Alguns estão sendo aproveitados na próxima etapa da obra, a montagem dos equipamentos. Mas a demanda é bem menor: 4.500 na obra inteira. O Consórcio Construtor Belo Monte afirmou que não faria comentários sobre as demissões.
Também no Pará, as obras em Canaã do Carajás, o maior projeto de mineração da Vale, já estão no auge, com 32 mil operários trabalhando na construção da ferrovia (13 mil), do porto (4 mil) e da mina e da usina (15 mil). Segundo a empresa, a mina começa a operar no segundo semestre do ano que vem, mas as obras da ferrovia vão até 2018. Essas obras não vão abrir mais vagas na construção civil. Gobbo, do sindicato, diz porém que, no caso da Vale, sempre tem obra em Parauapebas, mas não o suficiente para absorver toda a mão de obra que deixará Belo Monte.
Outra grande obra de infraestrutura foi atingida duramente pela Operação Lava-Jato: a da Refinaria de Abreu e Lima, em Pernambuco. Somente no ano passado foram 30 mil demitidos. A desmobilização era esperada, segundo a procuradora do Trabalho do estado Débora Tito. Eles criaram um fórum juntamente com o governo do estado para tentar realocar esses operários que, em sua maioria (58%), eram de Pernambuco. Mas a Operação Lava-Jato, com o bloqueio dos recursos da Petrobras para determinados fornecedores, obrigou os procuradores a mudarem a direção dos trabalhos: passaram a lutar pelo pagamento de indenizações.
— Mais de 10 mil trabalhadores ficaram sem receber salário. Foram 42 mil contratações para a construção de Abreu Lima e foram mantidos apenas 30% desse quadro. Uma empresa ainda tem dívidas trabalhistas de R$ 75 milhões no estado — diz Debora.
Agora a situação começa melhorar na região, com a construção de uma petroquímica, que está contratando operários. Mas novos problemas começam a surgir.
— Recebemos denúncia do sindicato de que há pessoas, agenciadores, vendendo vagas de emprego por R$ 4.000. Com a massa de demissões que houve, há muito mais gente desempregada do que postos oferecidos — afirma a procuradora do Trabalho.
Construção em queda desde início de 2014
A construção civil vive uma das suas piores crises nos últimos anos. Nas Contas Nacionais, o setor vem em queda desde o segundo trimestre de 2014 na comparação com o ano anterior. Já caiu 4,7% nos últimos quatro trimestres, um recuo bem mais acentuado do que o da média da economia, que caiu 1,2%. Essa retração do setor é mais aprofundada com o pessimismo que se instalou, principalmente entre os que tocam obras de infraestrutura.
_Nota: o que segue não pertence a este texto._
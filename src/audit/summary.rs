use crate::audit::types::{Issue, IssueKey, PageResult};
use std::collections::HashSet;

/// Deduplicated issues of a whole site-run
///
/// The document title and URL are copied from the first page result; issues
/// are appended in first-seen order and an issue whose (runner, code,
/// selector) triple was already seen is skipped, so the first page's copy of
/// a shared issue is the one kept.
#[derive(Debug, Clone)]
pub struct SummaryResult {
    result: PageResult,
    seen: HashSet<IssueKey>,
}

impl SummaryResult {
    /// Starts a summary using `template` for the shared metadata
    ///
    /// The template's issues are not merged; call [`merge`](Self::merge).
    pub fn new(template: &PageResult) -> Self {
        Self {
            result: PageResult {
                document_title: template.document_title.clone(),
                page_url: template.page_url.clone(),
                issues: Vec::new(),
            },
            seen: HashSet::new(),
        }
    }

    /// Merges a page's issues into the summary
    ///
    /// Returns the number of issues that were new.
    pub fn merge(&mut self, page: &PageResult) -> usize {
        let before = self.result.issues.len();

        for issue in &page.issues {
            if self.seen.insert(issue.key()) {
                self.result.issues.push(issue.clone());
            }
        }

        self.result.issues.len() - before
    }

    /// Deduplicated issues in first-seen order
    pub fn issues(&self) -> &[Issue] {
        &self.result.issues
    }

    /// The summary viewed as a page result, for rendering
    pub fn as_result(&self) -> &PageResult {
        &self.result
    }

    /// Number of distinct issues
    pub fn len(&self) -> usize {
        self.result.issues.len()
    }

    /// Returns true if no issue has been merged
    pub fn is_empty(&self) -> bool {
        self.result.issues.is_empty()
    }
}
A Sondagem da Construção que a FGV divulgou na última semana mostra a confiança do setor no seu mais baixo patamar desde 2010. Na composição do índice, os empresários de infraestrutura são os mais pessimistas. Nesse grupo, a queda na confiança foi de 5,5%, contra 3,9% na média, e de 1,9% na construção predial. E a piora foi rápida. Até agosto, os empresários até melhoraram a percepção da situação atual, mas, em setembro e outubro, o pessimismo dominou: queda de 10% em setembro e de 5,5% em outubro.
A situação do emprego também é pior na infraestrutura. No ano, até agosto, a ocupação caiu 13,7% contra 9,6% da média da construção.
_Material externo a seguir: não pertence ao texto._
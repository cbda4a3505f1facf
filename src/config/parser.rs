use crate::config::types::Config;
use crate::config::validation::validate;
use crate::ConfigError;
use std::path::{Path, PathBuf};

/// File name searched for when no explicit config path is given
pub const CONFIG_FILE_NAME: &str = "a11y-sweep.toml";

/// Loads and parses a configuration file from the given path
///
/// # Arguments
///
/// * `path` - Path to the TOML configuration file
///
/// # Returns
///
/// * `Ok(Config)` - Successfully loaded and validated configuration
/// * `Err(ConfigError)` - Failed to load, parse, or validate the configuration
///
/// # Example
///
/// ```no_run
/// use std::path::Path;
/// use a11y_sweep::config::load_config;
///
/// let config = load_config(Path::new("a11y-sweep.toml")).unwrap();
/// println!("Runners: {:?}", config.audit.runners);
/// ```
pub fn load_config(path: &Path) -> Result<Config, ConfigError> {
    let content = std::fs::read_to_string(path)?;

    if content.trim().is_empty() {
        return Err(ConfigError::Validation(format!(
            "configuration file {} is empty",
            path.display()
        )));
    }

    let config: Config = toml::from_str(&content)?;

    validate(&config)?;

    Ok(config)
}

/// Finds the configuration file by walking up from `start`
///
/// The first directory containing [`CONFIG_FILE_NAME`] wins.
///
/// # Returns
///
/// * `Ok(PathBuf)` - Path of the discovered configuration file
/// * `Err(ConfigError::NotFound)` - No ancestor of `start` holds a config file
pub fn discover_config(start: &Path) -> Result<PathBuf, ConfigError> {
    discover_config_within(start, None)
}

/// Like [`discover_config`], but never searches above `stop`
///
/// `stop` itself is searched. A `stop` that is not an ancestor of `start`
/// has no effect.
pub fn discover_config_within(start: &Path, stop: Option<&Path>) -> Result<PathBuf, ConfigError> {
    for dir in start.ancestors() {
        let candidate = dir.join(CONFIG_FILE_NAME);
        if candidate.is_file() {
            tracing::debug!("Found configuration at {}", candidate.display());
            return Ok(candidate);
        }
        if stop == Some(dir) {
            break;
        }
    }

    Err(ConfigError::NotFound {
        file_name: CONFIG_FILE_NAME.to_string(),
        start: start.to_path_buf(),
    })
}

/// Resolves the report output directory against the config file location
///
/// Absolute directories are returned unchanged; relative ones are placed
/// next to the config file.
pub fn resolve_output_dir(config: &Config, config_path: &Path) -> PathBuf {
    if config.output.directory.is_absolute() {
        return config.output.directory.clone();
    }

    let base = config_path.parent().unwrap_or_else(|| Path::new("."));
    base.join(&config.output.directory)
}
Outro setor da construção que poderia absorver esses trabalhadores também sofre com a crise econômica. Com o ajuste fiscal, diminuiu a verba para o programa Minha Casa Minha Vida, os recursos da Caixa Econômica Federal para financiamentos habitacionais estão mais escassos e a demanda recua mais ainda com o emprego e o salário em queda em todas as atividades. Este ano, o setor de edificações já demitiu 115 mil trabalhadores.